#### Provided entries
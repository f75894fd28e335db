//! Gateway event types
//!
//! Names of the dispatch events the connection engine itself reacts to or routes by.

use serde::{Deserialize, Serialize};
use std::fmt;

/// Gateway event types
///
/// These are the event names sent in the `t` field of dispatch messages.
/// Names not listed here are still forwarded, with `kind == None`.
#[derive(Debug, Clone, Copy, PartialEq, Eq, Hash, Serialize, Deserialize)]
#[serde(rename_all = "SCREAMING_SNAKE_CASE")]
pub enum GatewayEventType {
    // Connection events
    /// Sent after successful Identify
    Ready,
    /// Sent after successful Resume
    Resumed,

    // Guild events
    /// Guild available, joined, or created
    GuildCreate,
    /// Guild settings changed
    GuildUpdate,
    /// Left guild, kicked, or guild became unavailable
    GuildDelete,
    /// Chunk of members answering a Request Guild Members
    GuildMembersChunk,

    // Channel events
    ChannelCreate,
    ChannelUpdate,
    ChannelDelete,

    // Message events
    MessageCreate,
    MessageUpdate,
    MessageDelete,

    // Presence events
    /// User status changed
    PresenceUpdate,
    /// User started typing
    TypingStart,

    // User events
    /// Current user updated
    UserUpdate,
}

impl GatewayEventType {
    /// Every known event type
    pub const ALL: [Self; 15] = [
        Self::Ready,
        Self::Resumed,
        Self::GuildCreate,
        Self::GuildUpdate,
        Self::GuildDelete,
        Self::GuildMembersChunk,
        Self::ChannelCreate,
        Self::ChannelUpdate,
        Self::ChannelDelete,
        Self::MessageCreate,
        Self::MessageUpdate,
        Self::MessageDelete,
        Self::PresenceUpdate,
        Self::TypingStart,
        Self::UserUpdate,
    ];

    /// Get the string representation of the event type
    #[must_use]
    pub const fn as_str(self) -> &'static str {
        match self {
            Self::Ready => "READY",
            Self::Resumed => "RESUMED",
            Self::GuildCreate => "GUILD_CREATE",
            Self::GuildUpdate => "GUILD_UPDATE",
            Self::GuildDelete => "GUILD_DELETE",
            Self::GuildMembersChunk => "GUILD_MEMBERS_CHUNK",
            Self::ChannelCreate => "CHANNEL_CREATE",
            Self::ChannelUpdate => "CHANNEL_UPDATE",
            Self::ChannelDelete => "CHANNEL_DELETE",
            Self::MessageCreate => "MESSAGE_CREATE",
            Self::MessageUpdate => "MESSAGE_UPDATE",
            Self::MessageDelete => "MESSAGE_DELETE",
            Self::PresenceUpdate => "PRESENCE_UPDATE",
            Self::TypingStart => "TYPING_START",
            Self::UserUpdate => "USER_UPDATE",
        }
    }

    /// Look up an event type by its wire name
    #[must_use]
    pub fn from_name(name: &str) -> Option<Self> {
        Self::ALL.into_iter().find(|kind| kind.as_str() == name)
    }

    /// Check if this event carries guild membership changes for the shard
    #[must_use]
    pub const fn is_guild_lifecycle(self) -> bool {
        matches!(self, Self::Ready | Self::GuildCreate | Self::GuildDelete)
    }
}

impl fmt::Display for GatewayEventType {
    fn fmt(&self, f: &mut fmt::Formatter<'_>) -> fmt::Result {
        write!(f, "{}", self.as_str())
    }
}
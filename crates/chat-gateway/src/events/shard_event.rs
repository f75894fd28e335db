//! Typed lifecycle and dispatch notifications emitted by connections

use super::GatewayEventType;
use crate::error::GatewayError;
use chat_core::Snowflake;
use serde_json::Value;
use std::time::Duration;

/// A dispatch (op 0) received by a shard
#[derive(Debug, Clone)]
pub struct DispatchEvent {
    pub shard_id: u32,
    pub sequence: u64,
    /// Raw event name from the `t` field
    pub name: String,
    /// Known event type, `None` for names this client does not model
    pub kind: Option<GatewayEventType>,
    pub data: Value,
}

/// Notification emitted by a connection
#[derive(Debug)]
pub enum ShardEvent {
    /// Opening the socket
    Connecting { shard_id: u32, url: String },
    /// Server accepted the handshake
    Connected { shard_id: u32 },
    /// New session established
    Ready {
        shard_id: u32,
        session_id: String,
        guilds: Vec<Snowflake>,
    },
    /// Session resumed; `replayed` dispatches were received between Resume and RESUMED
    Resumed { shard_id: u32, replayed: u64 },
    Dispatch(DispatchEvent),
    /// Reconnect scheduled after `delay`
    Reconnecting {
        shard_id: u32,
        attempt: u32,
        delay: Duration,
    },
    /// Stopped cleanly; will not reconnect on its own
    Disconnected {
        shard_id: u32,
        code: Option<u16>,
        reason: String,
    },
    Error { shard_id: u32, error: GatewayError },
    /// Torn down; `requested` is false when the shard died on its own
    Destroyed { shard_id: u32, requested: bool },
}

impl ShardEvent {
    /// Shard that emitted this event
    #[must_use]
    pub const fn shard_id(&self) -> u32 {
        match self {
            Self::Connecting { shard_id, .. }
            | Self::Connected { shard_id }
            | Self::Ready { shard_id, .. }
            | Self::Resumed { shard_id, .. }
            | Self::Reconnecting { shard_id, .. }
            | Self::Disconnected { shard_id, .. }
            | Self::Error { shard_id, .. }
            | Self::Destroyed { shard_id, .. } => *shard_id,
            Self::Dispatch(event) => event.shard_id,
        }
    }

    /// Short name used in logs
    #[must_use]
    pub const fn name(&self) -> &'static str {
        match self {
            Self::Connecting { .. } => "connecting",
            Self::Connected { .. } => "connected",
            Self::Ready { .. } => "ready",
            Self::Resumed { .. } => "resumed",
            Self::Dispatch(_) => "dispatch",
            Self::Reconnecting { .. } => "reconnecting",
            Self::Disconnected { .. } => "disconnected",
            Self::Error { .. } => "error",
            Self::Destroyed { .. } => "destroyed",
        }
    }
}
########
=== Activity ===
Find the word "ChannelUpdate" in the entries above, then copy each line that holds it.

=== Response area ===
    ChannelUpdate,
        Self::ChannelUpdate,
            Self::ChannelUpdate => "CHANNEL_UPDATE",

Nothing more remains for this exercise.